4th Governor of North Eastern Province
- In office 13 November 1998 – 30 November 2004
- Preceded by: Gamini Fonseka
- Succeeded by: Tyronne Fernando

Personal details
- Spouse: Srimathi (m. 1975; d. 2002)
- Children: Two children
- Alma mater: S. Thomas' College, Colombo

Military service
- Allegiance: Sri Lanka
- Branch/service: Sri Lanka Army
- Years of service: 19?? – 1998
- Rank: Major general
- Unit: Sri Lanka Light Infantry
- Commands: Security Forces Headquarters - Jaffna Overall Operational Commander
- Battles/wars: Sri Lankan Civil War

= Asoka Jayawardena =

Sri Lankan general, politician

Major General Deshamanya Asoka Kanthilal Jayawardena, RWP, RSP, VSV, USP, was a Sri Lankan army general and politician. He was the former Provincial Governor of the Governor of North Eastern Province and Secretary to the Minister of Defence.

==Military career==
Jayawardena was Overall Operational Commander (OOC) of the Sri Lanka Army. In 1997 he was succeeded by Lt. Gen. Srilal Weerasooriya. Jayawardena also served as Security Forces Commander in Jaffna.

==Political career==
Retiring from the Sri Lanka Army in 1998, Jayawardena was appointed Governor of North Eastern Province. His predecessor Gamini Fonseka resigned from the office due to a difference of opinion with the President at the time. He is known to be a close confidant of the President Chandrika Kumaratunga, and he is believed to be one of her principal military advisors.

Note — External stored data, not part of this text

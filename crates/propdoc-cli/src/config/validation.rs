use crate::config::PropdocConfig;
use crate::error::{ConfigError, Result};

/// Validate a configured file extension.
///
/// Config files may spell extensions with a leading dot; the walker strips it.
pub fn validate_extension(extension: &str) -> Result<()> {
    crate::cli::parse_extension(extension)
        .map(|_| ())
        .map_err(|hint| {
            ConfigError::InvalidValue {
                field: "extensions".to_string(),
                value: extension.to_string(),
                hint,
            }
            .into()
        })
}

impl PropdocConfig {
    /// Validate configuration for logical consistency.
    pub fn validate(&self) -> Result<()> {
        if self.paths.is_empty() {
            return Err(ConfigError::MissingField {
                field: "paths".to_string(),
                hint: "Pass at least one file or directory, or set 'paths' in propdoc.config.json"
                    .to_string(),
            }
            .into());
        }

        if self.output.as_os_str().is_empty() {
            return Err(ConfigError::InvalidValue {
                field: "output".to_string(),
                value: String::new(),
                hint: "Output file cannot be empty".to_string(),
            }
            .into());
        }

        if self.output.is_dir() {
            return Err(ConfigError::InvalidValue {
                field: "output".to_string(),
                value: self.output.display().to_string(),
                hint: "Output must be a file, not a directory".to_string(),
            }
            .into());
        }

        if self.extensions.is_empty() {
            return Err(ConfigError::MissingField {
                field: "extensions".to_string(),
                hint: "List at least one extension, e.g. [\"js\", \"jsx\"]".to_string(),
            }
            .into());
        }

        for extension in &self.extensions {
            validate_extension(extension)?;
        }

        if let Some(separator) = &self.separator {
            if separator.is_empty() {
                return Err(ConfigError::InvalidValue {
                    field: "separator".to_string(),
                    value: String::new(),
                    hint: "Separator cannot be empty; omit it to keep the platform separator"
                        .to_string(),
                }
                .into());
            }
        }

        if self.ignore.iter().any(|name| name.is_empty()) {
            return Err(ConfigError::InvalidValue {
                field: "ignore".to_string(),
                value: String::new(),
                hint: "Ignored directory names cannot be empty".to_string(),
            }
            .into());
        }

        Ok(())
    }
}
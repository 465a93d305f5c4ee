//! Command implementations.
//!
//! - [`generate`] builds the documentation once
//! - [`watch`] builds, then rebuilds on every relevant change until Ctrl+C

pub mod generate;
pub mod watch;

use crate::cli::{Cli, GenerateArgs};
use crate::config::PropdocConfig;
use crate::error::{CliError, Result};
use clap::CommandFactory;

/// Resolve the configuration for `args` and run the requested mode.
///
/// With no input paths from the flags, the config file or the environment, the
/// help text is printed and the run succeeds.
pub async fn execute(args: GenerateArgs) -> Result<()> {
    let config = PropdocConfig::load(&args)?;
    if config.paths.is_empty() {
        Cli::command().print_help()?;
        return Ok(());
    }
    config.validate()?;

    if config.watch {
        return watch::execute(config).await;
    }

    tokio::task::spawn_blocking(move || generate::execute(&config))
        .await
        .map_err(|e| CliError::Custom(format!("documentation build panicked: {e}")))??;
    Ok(())
}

Jayawardena was the first governor of the province to visit the Jaffna Peninsula after the establishment of the North Eastern Provincial Council.

==Awards==
His awards and decorations include the Medals; Rana Wickrama Padakkama (RWP), Rana Sura Padakkama (RSP), Vishista Seva Vibhushanaya (VSV) and Uttama Seva Padakkama (USP).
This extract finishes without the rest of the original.